By Craig M. Douglas, Boston Business Journal
Published February 4, 2005

Diane DiCarlo says she is a "huge" New England Patriots fan, and she is willing to put her money where her mouth is.

The 33-year-old Revere resident spent $3,600 for two tickets to last year's Super Bowl, and she's on the hook for another $3,800 for this Sunday's game between the Pats and the Philadelphia Eagles in Jacksonville, Fla.

Yet DiCarlo said this year's purchase was far less taxing, even though the tickets for her and her 35-year-old fiancé, Ed Chapman, were slightly more expensive. Last year the couple haggled with ticket scalpers for days in Houston before landing a pair of last-minute seats for the Patriots tilt against the Carolina Panthers. DiCarlo said the pressure to complete the mission was pervasive.

"We were stressed the whole time," she said sourly, noting that she was also scammed out of $350 after buying phony tickets on eBay for the Patriots' home opener against the Indianapolis Colts in September. "I'm just too trusting."

But DiCarlo's big-game fortunes turned for the best last week when, desperate for passes to Sunday's Super Bowl, she was directed to the Web site of RazorGator, an online exchange that boasts a "liquid" market for "hard-to-get" tickets to major events. Within minutes, DiCarlo had two Super Bowl tickets under wraps.

Her next move was to book a four-night, $1,000 reservation at a one-star motel in Jacksonville.

"It took a lot for me to be like, 'Here's my credit card for $4,000,' " said the Johnson & Johnson pharmaceutical saleswoman, who's now planning to use RazorGator to land a pair of $650 tickets for the Boston Red Sox' opening-day game in April. "But I got a really good price."

By comparison, Super Bowl tickets posted on other Web sites were priced as low as $2,700 for upper-deck seats and as much as $100,000 for luxury-box seating.

Based in Beverly Hills, Calif., RazorGator is led by David Lord, a Shrewsbury native and former Northeastern University offensive lineman who made waves in 1999 by founding online toy retailer ToySmart.com in Waltham. The Walt Disney Co. eventually bought a $55 million majority stake in that venture shortly before it collapsed into bankruptcy in May 2000.

The 290-pound Lord spent the next three years as the CEO at software developer Expound Inc. in Bedford before taking over RazorGator last March. Today he manages 70 employees and recently closed on a $5 million round of venture capital with Hercules Technology Growth Capital Inc. in Waltham.

Lord said RazorGator buys and sells tickets in the "open market," noting that arbitrage opportunities are available to savvy buyers. However, the company's primary objective is to provide liquidity and up-to-the-minute pricing for buyers and sellers of exclusive tickets, he said.

The company generates most of its revenue from ticket sellers, who are assessed a 15 percent surcharge on each transaction amount. A flat service fee is also levied on RazorGator's buyers and sellers, providing the company a predictable revenue stream for even the smallest of events.

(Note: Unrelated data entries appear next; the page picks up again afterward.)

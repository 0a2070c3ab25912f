// SPDX-FileCopyrightText: 2025 Joshua Goins <josh@redstrate.com>
// SPDX-License-Identifier: GPL-3.0-or-later

use std::collections::HashMap;

use crate::ByteSpan;

/// Computes the 32-bit FNV-1 hash the engine derives ids from. Names are lower-cased
/// before hashing, so `Play_Music` and `play_music` map to the same id.
pub fn fnv1_hash(name: &str) -> u32 {
    let mut hash: u32 = 2166136261;
    for byte in name.to_lowercase().bytes() {
        hash = hash.wrapping_mul(16777619);
        hash ^= u32::from(byte);
    }
    hash
}

/// A table for recovering original names from the hashed ids stored in a bank.
///
/// This is purely a display aid. The codec never consults it, and a missing or
/// incomplete table has no effect on round-trip correctness.
#[derive(Debug, Default)]
pub struct HashList {
    table: HashMap<u32, String>,
}

impl HashList {
    /// Builds a table from a list of known names.
    pub fn from_names<I: IntoIterator<Item = String>>(names: I) -> HashList {
        let mut table = HashMap::new();
        for name in names {
            table.insert(fnv1_hash(&name), name);
        }

        HashList { table }
    }

    /// Parses an existing hashlist file, which is a JSON array of known names.
    pub fn from_existing(buffer: ByteSpan) -> Option<HashList> {
        let names: Vec<String> = serde_json::from_slice(buffer).ok()?;
        Some(HashList::from_names(names))
    }

    /// The original name for `id`, if known.
    pub fn resolve(&self, id: u32) -> Option<&str> {
        self.table.get(&id).map(String::as_str)
    }

    /// A display label for `id`: the original name, or `(?) <id>` when unknown.
    pub fn label(&self, id: u32) -> String {
        match self.resolve(id) {
            Some(name) => name.to_string(),
            None => format!("(?) {id}"),
        }
    }
}

#[cfg(test)]
mod tests {
    use super::*;

    #[test]
    fn known_hashes() {
        assert_eq!(fnv1_hash("play_music"), 2932040671);
        assert_eq!(fnv1_hash("stop_all"), 452547817);
        assert_eq!(fnv1_hash("master_bus"), 3677413232);
    }

    #[test]
    fn hashing_is_case_insensitive() {
        assert_eq!(fnv1_hash("Play_Music"), fnv1_hash("play_music"));
    }

    #[test]
    fn resolving() {
        let list = HashList::from_names(vec!["play_music".to_string()]);

        assert_eq!(list.resolve(2932040671), Some("play_music"));
        assert_eq!(list.label(2932040671), "play_music");
        assert_eq!(list.label(1234), "(?) 1234");
    }

    #[test]
    fn parsing() {
        let list = HashList::from_existing(br#"["play_music", "stop_all"]"#).unwrap();

        assert_eq!(list.resolve(452547817), Some("stop_all"));
    }

    #[test]
    fn invalid_input() {
        assert!(HashList::from_existing(b"not json").is_none());
    }
}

While RazorGator facilitated the sale of 4,000 tickets to last year's Super Bowl, World Cup soccer triggers the most activity on its Web site. Nonetheless, Lord said sales for Sunday's game have already exceeded last year's mark. He said Supercross motorcycle racing and Josh Groban concerts also seem to attract the most rabid fans.

This fall, when the Red Sox clinched a berth in the World Series, Lord oversaw the company's first $1 million day. "It was unbelievable. For me it was particularly fitting," he said.

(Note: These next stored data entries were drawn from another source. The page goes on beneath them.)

// SPDX-FileCopyrightText: 2025 Joshua Goins <josh@redstrate.com>
// SPDX-License-Identifier: GPL-3.0-or-later

use bnk::soundbank::SoundBank;
use criterion::{criterion_group, criterion_main, Criterion};

fn section(tag: &[u8; 4], payload: &[u8]) -> Vec<u8> {
    let mut bytes = tag.to_vec();
    bytes.extend_from_slice(&(payload.len() as i32).to_le_bytes());
    bytes.extend_from_slice(payload);
    bytes
}

// A bank with a few hundred streams, enough for the layout pass to matter.
fn synthetic_bank() -> Vec<u8> {
    let mut header = Vec::new();
    header.extend_from_slice(&134u32.to_le_bytes());
    header.extend_from_slice(&1u32.to_le_bytes());

    let mut index = Vec::new();
    let mut data = Vec::new();
    for id in 0..512u32 {
        let payload = vec![id as u8; 100 + (id as usize % 3)];

        if data.len() % 16 != 0 {
            let padding = 16 - data.len() % 16;
            data.extend(std::iter::repeat(0).take(padding));
        }

        index.extend_from_slice(&id.to_le_bytes());
        index.extend_from_slice(&(data.len() as u32).to_le_bytes());
        index.extend_from_slice(&(payload.len() as u32).to_le_bytes());
        data.extend_from_slice(&payload);
    }

    let mut bank = Vec::new();
    bank.extend_from_slice(&section(b"BKHD", &header));
    bank.extend_from_slice(&section(b"DIDX", &index));
    bank.extend_from_slice(&section(b"DATA", &data));
    bank
}

fn criterion_benchmark(c: &mut Criterion) {
    let bytes = synthetic_bank();

    c.bench_function("soundbank decode", |b| {
        b.iter(|| SoundBank::from_existing(&bytes).unwrap())
    });

    let mut bank = SoundBank::from_existing(&bytes).unwrap();
    c.bench_function("soundbank encode", |b| {
        b.iter(|| bank.write_to_buffer().unwrap())
    });
}

criterion_group!(benches, criterion_benchmark);
criterion_main!(benches);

Ticket reselling is legal in the state of California, meaning RazorGator is exempt from many of the laws that penalize ticket scalpers outside of events. While Massachusetts offers a relatively "open market," Lord said "profit caps" are enforced when a RazorGator transaction is made between two residents within certain states, including Florida and New York, which caps prices at 20 percent of face value.

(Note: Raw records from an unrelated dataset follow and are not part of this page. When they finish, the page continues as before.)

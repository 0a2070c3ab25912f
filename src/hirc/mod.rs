// SPDX-FileCopyrightText: 2025 Joshua Goins <josh@redstrate.com>
// SPDX-License-Identifier: GPL-3.0-or-later

use std::io::{Cursor, Read, Seek, Write};

use binrw::{BinReaderExt, BinWriterExt};

use crate::dialect::BankDialect;
use crate::error::Error;
use crate::section::read_bytes;
use crate::stream::StreamInfo;
use crate::ByteBuffer;

/// Parameters shared by mixable hierarchy nodes.
pub mod node_params;

mod action;
pub use action::{Action, ActionParameter};

mod actor_mixer;
pub use actor_mixer::ActorMixer;

mod event;
pub use event::Event;

mod random_container;
pub use random_container::{PlaylistItem, RandomSequenceContainer};

mod sound;
pub use sound::{Sound, StreamType};

const OBJECT_SOUND: u8 = 2;
const OBJECT_ACTION: u8 = 3;
const OBJECT_EVENT: u8 = 4;
const OBJECT_RANDOM_CONTAINER: u8 = 5;
const OBJECT_ACTOR_MIXER: u8 = 7;

/// An object kind the crate has no model for. Its payload is carried through verbatim.
#[derive(Debug, Clone, PartialEq, Eq)]
pub struct RawObject {
    pub object_type: u8,
    pub id: u32,
    pub data: ByteBuffer,
}

/// One node in the hierarchy. Every revision of the format adds kinds, so anything
/// unrecognized lands in [RawObject] rather than failing the decode.
#[derive(Debug, Clone, PartialEq)]
pub enum HircObject {
    Sound(Sound),
    Action(Action),
    Event(Event),
    RandomSequenceContainer(RandomSequenceContainer),
    ActorMixer(ActorMixer),
    Unknown(RawObject),
}

impl HircObject {
    /// The object's id, unique within the hierarchy.
    pub fn id(&self) -> u32 {
        match self {
            HircObject::Sound(sound) => sound.id,
            HircObject::Action(action) => action.id,
            HircObject::Event(event) => event.id,
            HircObject::RandomSequenceContainer(container) => container.id,
            HircObject::ActorMixer(mixer) => mixer.id,
            HircObject::Unknown(raw) => raw.id,
        }
    }

    /// The type tag the object is stored under.
    pub fn object_type(&self) -> u8 {
        match self {
            HircObject::Sound(_) => OBJECT_SOUND,
            HircObject::Action(_) => OBJECT_ACTION,
            HircObject::Event(_) => OBJECT_EVENT,
            HircObject::RandomSequenceContainer(_) => OBJECT_RANDOM_CONTAINER,
            HircObject::ActorMixer(_) => OBJECT_ACTOR_MIXER,
            HircObject::Unknown(raw) => raw.object_type,
        }
    }
}

/// The object hierarchy: a flat, ordered list of typed records describing playback
/// behavior, mixing and events.
#[derive(Debug, Clone, PartialEq, Default)]
pub struct HierarchySection {
    pub objects: Vec<HircObject>,
}

impl HierarchySection {
    /// The sound objects in the hierarchy, in stored order.
    pub fn sounds(&self) -> impl Iterator<Item = &Sound> {
        self.objects.iter().filter_map(|object| match object {
            HircObject::Sound(sound) => Some(sound),
            _ => None,
        })
    }

    pub fn sounds_mut(&mut self) -> impl Iterator<Item = &mut Sound> {
        self.objects.iter_mut().filter_map(|object| match object {
            HircObject::Sound(sound) => Some(sound),
            _ => None,
        })
    }

    pub(crate) fn read<R: Read + Seek>(
        reader: &mut R,
        streams: &mut [StreamInfo],
        dialect: &BankDialect,
    ) -> Result<HierarchySection, Error> {
        let num_objects = reader.read_le::<u32>()?;

        let mut objects = Vec::new();
        for _ in 0..num_objects {
            objects.push(read_object(reader, streams, dialect)?);
        }

        Ok(HierarchySection { objects })
    }

    pub(crate) fn write<W: Write + Seek>(
        &mut self,
        writer: &mut W,
        streams: &[StreamInfo],
        data_payload_start: u64,
    ) -> Result<(), Error> {
        writer.write_le(&(self.objects.len() as u32))?;
        for object in &mut self.objects {
            write_object(writer, object, streams, data_payload_start)?;
        }

        Ok(())
    }
}

fn read_object<R: Read + Seek>(
    reader: &mut R,
    streams: &mut [StreamInfo],
    dialect: &BankDialect,
) -> Result<HircObject, Error> {
    let object_type = reader.read_le::<u8>()?;
    let size = reader.read_le::<u32>()?;
    let id = reader.read_le::<u32>()?;

    // the id is part of the declared size
    let budget = (size as usize).checked_sub(4).ok_or(Error::Malformed {
        context: format!("hierarchy object {id}"),
    })?;
    let start = reader.stream_position()?;

    let object = match object_type {
        OBJECT_SOUND => HircObject::Sound(Sound::read(reader, id, budget, streams, dialect)?),
        OBJECT_ACTION => HircObject::Action(Action::read(reader, id, budget)?),
        OBJECT_EVENT => HircObject::Event(Event::read(reader, id, budget)?),
        OBJECT_RANDOM_CONTAINER => HircObject::RandomSequenceContainer(
            RandomSequenceContainer::read(reader, id, budget)?,
        ),
        OBJECT_ACTOR_MIXER => HircObject::ActorMixer(ActorMixer::read(reader, id, budget)?),
        _ => HircObject::Unknown(RawObject {
            object_type,
            id,
            data: read_bytes(reader, budget)?,
        }),
    };

    if reader.stream_position()? != start + budget as u64 {
        return Err(Error::Malformed {
            context: format!("hierarchy object {id}"),
        });
    }

    Ok(object)
}

fn write_object<W: Write + Seek>(
    writer: &mut W,
    object: &mut HircObject,
    streams: &[StreamInfo],
    data_payload_start: u64,
) -> Result<(), Error> {
    let mut payload = ByteBuffer::new();
    {
        let mut cursor = Cursor::new(&mut payload);
        match object {
            HircObject::Sound(sound) => sound.write(&mut cursor, streams, data_payload_start)?,
            HircObject::Action(action) => action.write(&mut cursor)?,
            HircObject::Event(event) => event.write(&mut cursor)?,
            HircObject::RandomSequenceContainer(container) => container.write(&mut cursor)?,
            HircObject::ActorMixer(mixer) => mixer.write(&mut cursor)?,
            HircObject::Unknown(raw) => cursor.write_all(&raw.data)?,
        }
    }

    writer.write_le(&object.object_type())?;
    writer.write_le(&((payload.len() + 4) as u32))?;
    writer.write_le(&object.id())?;
    writer.write_all(&payload)?;

    Ok(())
}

Each year, demand for Super Bowl tickets reaches a fever pitch in the secondary market, as only a select number of each team's season-ticket holders are granted seats via a lottery system. To highlight the difficulty in landing a ticket through the Patriots' box office, Dianne DiCarlo said her fiancé has been a Patriots season-ticket holder for 16 years, and has repeatedly failed to win a lottery-assigned seat for any of the team's four Super Bowl appearances since 1997.

A RazorGator spokeswoman said the Super Bowl tickets come from "a potpourri of sources," including NFL personnel, players, on-field officials, and even some season ticket holders, despite a hardball team policy of revoking season ticket privileges to fans who auction them online.